- Data items
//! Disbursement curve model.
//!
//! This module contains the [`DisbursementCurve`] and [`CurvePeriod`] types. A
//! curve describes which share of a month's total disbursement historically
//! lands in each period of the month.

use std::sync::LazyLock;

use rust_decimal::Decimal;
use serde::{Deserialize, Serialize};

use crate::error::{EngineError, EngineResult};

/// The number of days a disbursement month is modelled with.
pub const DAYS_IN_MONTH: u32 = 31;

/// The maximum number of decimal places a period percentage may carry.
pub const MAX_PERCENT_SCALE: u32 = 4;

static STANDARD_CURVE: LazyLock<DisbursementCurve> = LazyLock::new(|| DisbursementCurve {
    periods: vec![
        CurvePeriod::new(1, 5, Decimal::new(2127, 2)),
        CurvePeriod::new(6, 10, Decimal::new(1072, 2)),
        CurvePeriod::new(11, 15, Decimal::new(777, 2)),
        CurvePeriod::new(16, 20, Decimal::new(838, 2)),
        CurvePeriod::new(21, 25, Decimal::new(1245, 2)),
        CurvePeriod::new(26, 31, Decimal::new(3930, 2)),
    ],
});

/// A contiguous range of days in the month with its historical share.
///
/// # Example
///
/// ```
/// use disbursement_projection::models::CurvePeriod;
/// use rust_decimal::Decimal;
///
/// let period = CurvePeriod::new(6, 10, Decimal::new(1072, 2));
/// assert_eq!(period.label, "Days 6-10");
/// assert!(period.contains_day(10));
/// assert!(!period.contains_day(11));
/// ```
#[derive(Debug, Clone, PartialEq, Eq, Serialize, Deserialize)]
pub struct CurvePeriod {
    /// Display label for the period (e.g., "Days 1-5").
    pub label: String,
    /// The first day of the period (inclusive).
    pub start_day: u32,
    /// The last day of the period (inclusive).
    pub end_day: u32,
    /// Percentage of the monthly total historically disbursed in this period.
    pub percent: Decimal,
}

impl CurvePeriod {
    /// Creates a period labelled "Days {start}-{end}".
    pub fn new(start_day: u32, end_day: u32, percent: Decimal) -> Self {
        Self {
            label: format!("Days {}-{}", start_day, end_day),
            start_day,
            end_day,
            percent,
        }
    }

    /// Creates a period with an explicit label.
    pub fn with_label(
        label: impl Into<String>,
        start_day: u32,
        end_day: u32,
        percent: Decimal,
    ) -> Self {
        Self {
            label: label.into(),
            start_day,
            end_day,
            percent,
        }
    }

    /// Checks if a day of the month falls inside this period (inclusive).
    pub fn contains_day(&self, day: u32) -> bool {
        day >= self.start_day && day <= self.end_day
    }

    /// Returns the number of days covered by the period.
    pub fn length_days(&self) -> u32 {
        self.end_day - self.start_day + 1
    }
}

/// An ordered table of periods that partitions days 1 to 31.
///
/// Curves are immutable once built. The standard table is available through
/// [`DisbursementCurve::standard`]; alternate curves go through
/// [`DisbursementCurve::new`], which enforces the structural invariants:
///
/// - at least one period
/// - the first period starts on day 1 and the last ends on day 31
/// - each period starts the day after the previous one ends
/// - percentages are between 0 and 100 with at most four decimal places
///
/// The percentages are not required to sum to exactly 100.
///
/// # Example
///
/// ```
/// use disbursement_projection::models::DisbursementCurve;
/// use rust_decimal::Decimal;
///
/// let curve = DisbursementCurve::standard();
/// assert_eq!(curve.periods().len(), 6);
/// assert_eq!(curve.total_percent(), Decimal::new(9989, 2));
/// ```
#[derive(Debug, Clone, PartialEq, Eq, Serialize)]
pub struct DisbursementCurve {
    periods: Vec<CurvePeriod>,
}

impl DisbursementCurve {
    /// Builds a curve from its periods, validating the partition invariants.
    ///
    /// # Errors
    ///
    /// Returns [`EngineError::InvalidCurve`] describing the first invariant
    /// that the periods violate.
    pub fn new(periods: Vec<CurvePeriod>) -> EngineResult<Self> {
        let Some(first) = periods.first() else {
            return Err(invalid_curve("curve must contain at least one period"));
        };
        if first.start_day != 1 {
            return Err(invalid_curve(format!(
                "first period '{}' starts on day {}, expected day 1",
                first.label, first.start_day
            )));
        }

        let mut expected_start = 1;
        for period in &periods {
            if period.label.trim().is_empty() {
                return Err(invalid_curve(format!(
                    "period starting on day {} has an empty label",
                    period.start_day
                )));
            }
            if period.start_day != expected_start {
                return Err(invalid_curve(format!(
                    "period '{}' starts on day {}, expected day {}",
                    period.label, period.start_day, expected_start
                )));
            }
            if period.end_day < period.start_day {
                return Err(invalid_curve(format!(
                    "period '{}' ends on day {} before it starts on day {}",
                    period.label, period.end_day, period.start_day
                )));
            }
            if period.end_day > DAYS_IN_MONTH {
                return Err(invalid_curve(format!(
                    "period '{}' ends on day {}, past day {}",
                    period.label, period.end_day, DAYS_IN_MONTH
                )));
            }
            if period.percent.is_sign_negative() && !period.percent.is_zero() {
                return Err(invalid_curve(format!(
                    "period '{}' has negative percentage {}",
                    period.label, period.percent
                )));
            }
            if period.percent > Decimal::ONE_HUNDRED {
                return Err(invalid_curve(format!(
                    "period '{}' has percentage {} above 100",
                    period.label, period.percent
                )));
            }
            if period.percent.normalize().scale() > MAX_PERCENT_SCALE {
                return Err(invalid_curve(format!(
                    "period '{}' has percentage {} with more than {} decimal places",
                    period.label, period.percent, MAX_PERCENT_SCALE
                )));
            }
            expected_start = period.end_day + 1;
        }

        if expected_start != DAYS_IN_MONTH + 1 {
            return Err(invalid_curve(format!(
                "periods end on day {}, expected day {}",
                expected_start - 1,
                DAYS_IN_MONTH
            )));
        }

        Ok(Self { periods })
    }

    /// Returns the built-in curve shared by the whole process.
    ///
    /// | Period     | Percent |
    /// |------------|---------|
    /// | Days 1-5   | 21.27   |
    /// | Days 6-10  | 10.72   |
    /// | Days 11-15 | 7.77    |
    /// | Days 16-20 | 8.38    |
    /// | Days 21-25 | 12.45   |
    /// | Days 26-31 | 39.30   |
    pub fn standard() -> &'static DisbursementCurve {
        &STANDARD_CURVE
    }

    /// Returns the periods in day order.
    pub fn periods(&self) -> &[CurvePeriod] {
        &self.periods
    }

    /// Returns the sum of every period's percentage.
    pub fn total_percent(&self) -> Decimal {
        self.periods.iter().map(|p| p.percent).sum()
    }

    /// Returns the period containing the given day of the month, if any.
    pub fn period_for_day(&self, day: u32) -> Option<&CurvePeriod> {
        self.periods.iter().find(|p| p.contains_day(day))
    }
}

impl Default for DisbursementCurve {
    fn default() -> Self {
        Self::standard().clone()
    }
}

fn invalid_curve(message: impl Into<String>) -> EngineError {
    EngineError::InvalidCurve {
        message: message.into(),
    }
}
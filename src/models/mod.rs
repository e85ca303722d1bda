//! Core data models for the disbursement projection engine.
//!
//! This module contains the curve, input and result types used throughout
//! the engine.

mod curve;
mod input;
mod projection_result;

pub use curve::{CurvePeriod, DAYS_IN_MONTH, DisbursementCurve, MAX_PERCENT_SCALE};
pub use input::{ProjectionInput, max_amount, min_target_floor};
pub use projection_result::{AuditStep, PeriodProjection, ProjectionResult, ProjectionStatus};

- Exercise
Print all of the data exactly as it was given.

- Result of the exercise
//! Disbursement curve model.
//!
//! This module contains the [`DisbursementCurve`] and [`CurvePeriod`] types. A
//! curve describes which share of a month's total disbursement historically
//! lands in each period of the month.

use std::sync::LazyLock;

use rust_decimal::Decimal;
use serde::{Deserialize, Serialize};

use crate::error::{EngineError, EngineResult};

/// The number of days a disbursement month is modelled with.
pub const DAYS_IN_MONTH: u32 = 31;

/// The maximum number of decimal places a period percentage may carry.
pub const MAX_PERCENT_SCALE: u32 = 4;

static STANDARD_CURVE: LazyLock<DisbursementCurve> = LazyLock::new(|| DisbursementCurve {
    periods: vec![
        CurvePeriod::new(1, 5, Decimal::new(2127, 2)),
        CurvePeriod::new(6, 10, Decimal::new(1072, 2)),
        CurvePeriod::new(11, 15, Decimal::new(777, 2)),
        CurvePeriod::new(16, 20, Decimal::new(838, 2)),
        CurvePeriod::new(21, 25, Decimal::new(1245, 2)),
        CurvePeriod::new(26, 31, Decimal::new(3930, 2)),
    ],
});

/// A contiguous range of days in the month with its historical share.
///
/// # Example
///
/// ```
/// use disbursement_projection::models::CurvePeriod;
/// use rust_decimal::Decimal;
///
/// let period = CurvePeriod::new(6, 10, Decimal::new(1072, 2));
/// assert_eq!(period.label, "Days 6-10");
/// assert!(period.contains_day(10));
/// assert!(!period.contains_day(11));
/// ```
#[derive(Debug, Clone, PartialEq, Eq, Serialize, Deserialize)]
pub struct CurvePeriod {
    /// Display label for the period (e.g., "Days 1-5").
    pub label: String,
    /// The first day of the period (inclusive).
    pub start_day: u32,
    /// The last day of the period (inclusive).
    pub end_day: u32,
    /// Percentage of the monthly total historically disbursed in this period.
    pub percent: Decimal,
}

impl CurvePeriod {
    /// Creates a period labelled "Days {start}-{end}".
    pub fn new(start_day: u32, end_day: u32, percent: Decimal) -> Self {
        Self {
            label: format!("Days {}-{}", start_day, end_day),
            start_day,
            end_day,
            percent,
        }
    }

    /// Creates a period with an explicit label.
    pub fn with_label(
        label: impl Into<String>,
        start_day: u32,
        end_day: u32,
        percent: Decimal,
    ) -> Self {
        Self {
            label: label.into(),
            start_day,
            end_day,
            percent,
        }
    }

    /// Checks if a day of the month falls inside this period (inclusive).
    pub fn contains_day(&self, day: u32) -> bool {
        day >= self.start_day && day <= self.end_day
    }

    /// Returns the number of days covered by the period.
    pub fn length_days(&self) -> u32 {
        self.end_day - self.start_day + 1
    }
}

/// An ordered table of periods that partitions days 1 to 31.
///
/// Curves are immutable once built. The standard table is available through
/// [`DisbursementCurve::standard`]; alternate curves go through
/// [`DisbursementCurve::new`], which enforces the structural invariants:
///
/// - at least one period
/// - the first period starts on day 1 and the last ends on day 31
/// - each period starts the day after the previous one ends
/// - percentages are between 0 and 100 with at most four decimal places
///
/// The percentages are not required to sum to exactly 100.
///
/// # Example
///
/// ```
/// use disbursement_projection::models::DisbursementCurve;
/// use rust_decimal::Decimal;
///
/// let curve = DisbursementCurve::standard();
/// assert_eq!(curve.periods().len(), 6);
/// assert_eq!(curve.total_percent(), Decimal::new(9989, 2));
/// ```
#[derive(Debug, Clone, PartialEq, Eq, Serialize)]
pub struct DisbursementCurve {
    periods: Vec<CurvePeriod>,
}

impl DisbursementCurve {
    /// Builds a curve from its periods, validating the partition invariants.
    ///
    /// # Errors
    ///
    /// Returns [`EngineError::InvalidCurve`] describing the first invariant
    /// that the periods violate.
    pub fn new(periods: Vec<CurvePeriod>) -> EngineResult<Self> {
        let Some(first) = periods.first() else {
            return Err(invalid_curve("curve must contain at least one period"));
        };
        if first.start_day != 1 {
            return Err(invalid_curve(format!(
                "first period '{}' starts on day {}, expected day 1",
                first.label, first.start_day
            )));
        }

        let mut expected_start = 1;
        for period in &periods {
            if period.label.trim().is_empty() {
                return Err(invalid_curve(format!(
                    "period starting on day {} has an empty label",
                    period.start_day
                )));
            }
            if period.start_day != expected_start {
                return Err(invalid_curve(format!(
                    "period '{}' starts on day {}, expected day {}",
                    period.label, period.start_day, expected_start
                )));
            }
            if period.end_day < period.start_day {
                return Err(invalid_curve(format!(
                    "period '{}' ends on day {} before it starts on day {}",
                    period.label, period.end_day, period.start_day
                )));
            }
            if period.end_day > DAYS_IN_MONTH {
                return Err(invalid_curve(format!(
                    "period '{}' ends on day {}, past day {}",
                    period.label, period.end_day, DAYS_IN_MONTH
                )));
            }
            if period.percent.is_sign_negative() && !period.percent.is_zero() {
                return Err(invalid_curve(format!(
                    "period '{}' has negative percentage {}",
                    period.label, period.percent
                )));
            }
            if period.percent > Decimal::ONE_HUNDRED {
                return Err(invalid_curve(format!(
                    "period '{}' has percentage {} above 100",
                    period.label, period.percent
                )));
            }
            if period.percent.normalize().scale() > MAX_PERCENT_SCALE {
                return Err(invalid_curve(format!(
                    "period '{}' has percentage {} with more than {} decimal places",
                    period.label, period.percent, MAX_PERCENT_SCALE
                )));
            }
            expected_start = period.end_day + 1;
        }

        if expected_start != DAYS_IN_MONTH + 1 {
            return Err(invalid_curve(format!(
                "periods end on day {}, expected day {}",
                expected_start - 1,
                DAYS_IN_MONTH
            )));
        }

        Ok(Self { periods })
    }

    /// Returns the built-in curve shared by the whole process.
    ///
    /// | Period     | Percent |
    /// |------------|---------|
    /// | Days 1-5   | 21.27   |
    /// | Days 6-10  | 10.72   |
    /// | Days 11-15 | 7.77    |
    /// | Days 16-20 | 8.38    |
    /// | Days 21-25 | 12.45   |
    /// | Days 26-31 | 39.30   |
    pub fn standard() -> &'static DisbursementCurve {
        &STANDARD_CURVE
    }

    /// Returns the periods in day order.
    pub fn periods(&self) -> &[CurvePeriod] {
        &self.periods
    }

    /// Returns the sum of every period's percentage.
    pub fn total_percent(&self) -> Decimal {
        self.periods.iter().map(|p| p.percent).sum()
    }

    /// Returns the period containing the given day of the month, if any.
    pub fn period_for_day(&self, day: u32) -> Option<&CurvePeriod> {
        self.periods.iter().find(|p| p.contains_day(day))
    }
}

impl Default for DisbursementCurve {
    fn default() -> Self {
        Self::standard().clone()
    }
}

fn invalid_curve(message: impl Into<String>) -> EngineError {
    EngineError::InvalidCurve {
        message: message.into(),
    }
}
filename src/models/mod.rs
repository e85ca303722d1bda
//! Core data models for the disbursement projection engine.
//!
//! This module contains the curve, input and result types used throughout
//! the engine.

mod curve;
mod input;
mod projection_result;

pub use curve::{CurvePeriod, DAYS_IN_MONTH, DisbursementCurve, MAX_PERCENT_SCALE};
pub use input::{ProjectionInput, max_amount, min_target_floor};
pub use projection_result::{AuditStep, PeriodProjection, ProjectionResult, ProjectionStatus};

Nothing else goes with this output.